> [Work to complete]: Set down, exactly as written, every line from the top of the records below to the line containing "async fn stop_bot(&self, bot_id: &str);", both ends included, and no others.

*** Stored data Section Begins ***

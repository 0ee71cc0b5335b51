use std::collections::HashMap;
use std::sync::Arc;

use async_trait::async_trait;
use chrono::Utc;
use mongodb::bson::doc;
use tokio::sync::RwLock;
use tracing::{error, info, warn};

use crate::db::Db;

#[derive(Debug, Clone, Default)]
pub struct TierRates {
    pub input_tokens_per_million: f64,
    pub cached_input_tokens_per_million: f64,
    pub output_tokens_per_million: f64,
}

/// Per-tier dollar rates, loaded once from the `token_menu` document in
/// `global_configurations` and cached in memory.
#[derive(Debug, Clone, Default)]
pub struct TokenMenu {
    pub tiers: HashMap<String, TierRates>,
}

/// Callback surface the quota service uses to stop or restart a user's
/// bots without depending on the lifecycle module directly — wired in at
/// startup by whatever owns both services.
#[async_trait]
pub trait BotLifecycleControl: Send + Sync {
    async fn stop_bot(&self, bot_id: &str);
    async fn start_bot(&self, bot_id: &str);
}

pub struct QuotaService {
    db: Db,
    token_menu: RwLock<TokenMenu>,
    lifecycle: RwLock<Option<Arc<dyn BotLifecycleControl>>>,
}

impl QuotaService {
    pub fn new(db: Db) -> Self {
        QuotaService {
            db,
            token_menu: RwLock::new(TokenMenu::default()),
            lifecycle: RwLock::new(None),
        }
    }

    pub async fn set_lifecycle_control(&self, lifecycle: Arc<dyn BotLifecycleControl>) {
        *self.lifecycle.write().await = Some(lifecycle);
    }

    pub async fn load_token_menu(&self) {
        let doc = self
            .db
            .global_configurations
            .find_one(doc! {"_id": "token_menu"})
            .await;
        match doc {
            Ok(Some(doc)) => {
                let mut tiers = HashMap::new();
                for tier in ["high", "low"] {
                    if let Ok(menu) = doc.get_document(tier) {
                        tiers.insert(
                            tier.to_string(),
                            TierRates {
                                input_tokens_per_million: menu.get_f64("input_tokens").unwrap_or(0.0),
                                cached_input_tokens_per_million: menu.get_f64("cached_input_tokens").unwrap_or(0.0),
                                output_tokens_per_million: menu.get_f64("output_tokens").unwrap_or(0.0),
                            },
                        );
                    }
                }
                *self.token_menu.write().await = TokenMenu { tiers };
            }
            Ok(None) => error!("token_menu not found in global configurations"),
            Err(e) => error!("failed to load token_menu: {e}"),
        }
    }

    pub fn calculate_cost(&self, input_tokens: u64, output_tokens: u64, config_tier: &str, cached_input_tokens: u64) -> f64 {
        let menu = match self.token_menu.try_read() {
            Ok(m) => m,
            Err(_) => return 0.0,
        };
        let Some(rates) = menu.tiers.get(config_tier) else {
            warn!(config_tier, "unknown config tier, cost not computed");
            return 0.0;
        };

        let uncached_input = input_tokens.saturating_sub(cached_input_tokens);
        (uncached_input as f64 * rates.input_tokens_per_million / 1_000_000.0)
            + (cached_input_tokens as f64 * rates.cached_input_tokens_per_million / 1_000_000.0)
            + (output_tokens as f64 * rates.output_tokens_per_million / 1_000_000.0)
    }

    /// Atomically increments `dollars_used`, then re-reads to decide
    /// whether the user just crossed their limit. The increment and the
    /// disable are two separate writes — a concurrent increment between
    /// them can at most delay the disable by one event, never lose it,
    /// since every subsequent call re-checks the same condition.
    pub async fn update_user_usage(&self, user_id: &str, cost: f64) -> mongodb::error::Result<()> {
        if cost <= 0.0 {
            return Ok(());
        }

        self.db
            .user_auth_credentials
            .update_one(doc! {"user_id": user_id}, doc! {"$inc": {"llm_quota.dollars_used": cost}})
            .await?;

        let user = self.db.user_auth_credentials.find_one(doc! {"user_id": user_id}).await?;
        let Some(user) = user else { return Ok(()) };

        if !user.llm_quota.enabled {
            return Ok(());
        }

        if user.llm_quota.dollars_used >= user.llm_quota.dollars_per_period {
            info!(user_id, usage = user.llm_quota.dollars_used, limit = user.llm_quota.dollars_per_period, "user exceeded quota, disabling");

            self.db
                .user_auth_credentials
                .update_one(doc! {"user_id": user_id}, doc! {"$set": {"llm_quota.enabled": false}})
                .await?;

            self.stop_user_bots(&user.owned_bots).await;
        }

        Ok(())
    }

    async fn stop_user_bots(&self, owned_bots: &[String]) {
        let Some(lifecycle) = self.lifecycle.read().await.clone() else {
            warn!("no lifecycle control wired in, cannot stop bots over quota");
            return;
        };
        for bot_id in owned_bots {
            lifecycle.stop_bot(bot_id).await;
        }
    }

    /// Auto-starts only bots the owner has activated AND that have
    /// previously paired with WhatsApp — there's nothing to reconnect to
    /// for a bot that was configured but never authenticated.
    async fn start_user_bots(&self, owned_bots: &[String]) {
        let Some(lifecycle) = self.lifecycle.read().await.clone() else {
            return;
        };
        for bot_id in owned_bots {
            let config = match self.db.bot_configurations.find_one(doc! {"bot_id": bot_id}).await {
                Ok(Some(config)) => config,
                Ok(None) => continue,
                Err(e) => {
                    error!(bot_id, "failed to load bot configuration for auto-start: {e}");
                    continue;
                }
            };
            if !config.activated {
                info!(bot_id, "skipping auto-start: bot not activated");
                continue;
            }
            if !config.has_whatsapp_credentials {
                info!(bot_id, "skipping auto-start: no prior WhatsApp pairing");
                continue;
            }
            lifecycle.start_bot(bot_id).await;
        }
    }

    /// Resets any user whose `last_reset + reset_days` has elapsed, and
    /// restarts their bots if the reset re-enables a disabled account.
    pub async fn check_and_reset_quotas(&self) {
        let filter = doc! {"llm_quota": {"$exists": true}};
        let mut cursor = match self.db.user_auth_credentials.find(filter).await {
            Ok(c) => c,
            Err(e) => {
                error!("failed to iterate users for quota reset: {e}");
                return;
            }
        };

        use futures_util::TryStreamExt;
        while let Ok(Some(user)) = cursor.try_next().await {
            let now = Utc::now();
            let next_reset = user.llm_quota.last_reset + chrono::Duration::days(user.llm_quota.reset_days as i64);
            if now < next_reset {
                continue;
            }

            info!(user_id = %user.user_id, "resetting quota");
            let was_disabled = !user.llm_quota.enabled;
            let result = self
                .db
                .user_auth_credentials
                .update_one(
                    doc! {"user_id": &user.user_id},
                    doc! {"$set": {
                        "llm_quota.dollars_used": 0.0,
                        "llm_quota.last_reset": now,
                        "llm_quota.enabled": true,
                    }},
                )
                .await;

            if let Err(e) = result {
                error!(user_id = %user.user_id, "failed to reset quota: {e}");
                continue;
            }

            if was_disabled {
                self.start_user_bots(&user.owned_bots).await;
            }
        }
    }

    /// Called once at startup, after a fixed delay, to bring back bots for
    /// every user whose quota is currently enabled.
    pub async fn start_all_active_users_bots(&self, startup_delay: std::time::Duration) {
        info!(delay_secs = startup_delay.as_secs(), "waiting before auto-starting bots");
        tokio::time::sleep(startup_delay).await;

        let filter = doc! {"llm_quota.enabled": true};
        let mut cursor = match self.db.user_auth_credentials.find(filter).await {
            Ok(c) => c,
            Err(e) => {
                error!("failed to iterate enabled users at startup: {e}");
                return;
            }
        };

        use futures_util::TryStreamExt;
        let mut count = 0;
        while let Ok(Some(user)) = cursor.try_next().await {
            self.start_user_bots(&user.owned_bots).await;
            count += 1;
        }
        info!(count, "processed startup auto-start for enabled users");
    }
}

*** Stored data Section Ends ***

> [Written reply]:
repository 0ee71cc0b5335b51
use std::collections::HashMap;
use std::sync::Arc;

use async_trait::async_trait;
use chrono::Utc;
use mongodb::bson::doc;
use tokio::sync::RwLock;
use tracing::{error, info, warn};

use crate::db::Db;

#[derive(Debug, Clone, Default)]
pub struct TierRates {
    pub input_tokens_per_million: f64,
    pub cached_input_tokens_per_million: f64,
    pub output_tokens_per_million: f64,
}

/// Per-tier dollar rates, loaded once from the `token_menu` document in
/// `global_configurations` and cached in memory.
#[derive(Debug, Clone, Default)]
pub struct TokenMenu {
    pub tiers: HashMap<String, TierRates>,
}

/// Callback surface the quota service uses to stop or restart a user's
/// bots without depending on the lifecycle module directly — wired in at
/// startup by whatever owns both services.
#[async_trait]
pub trait BotLifecycleControl: Send + Sync {
    async fn stop_bot(&self, bot_id: &str);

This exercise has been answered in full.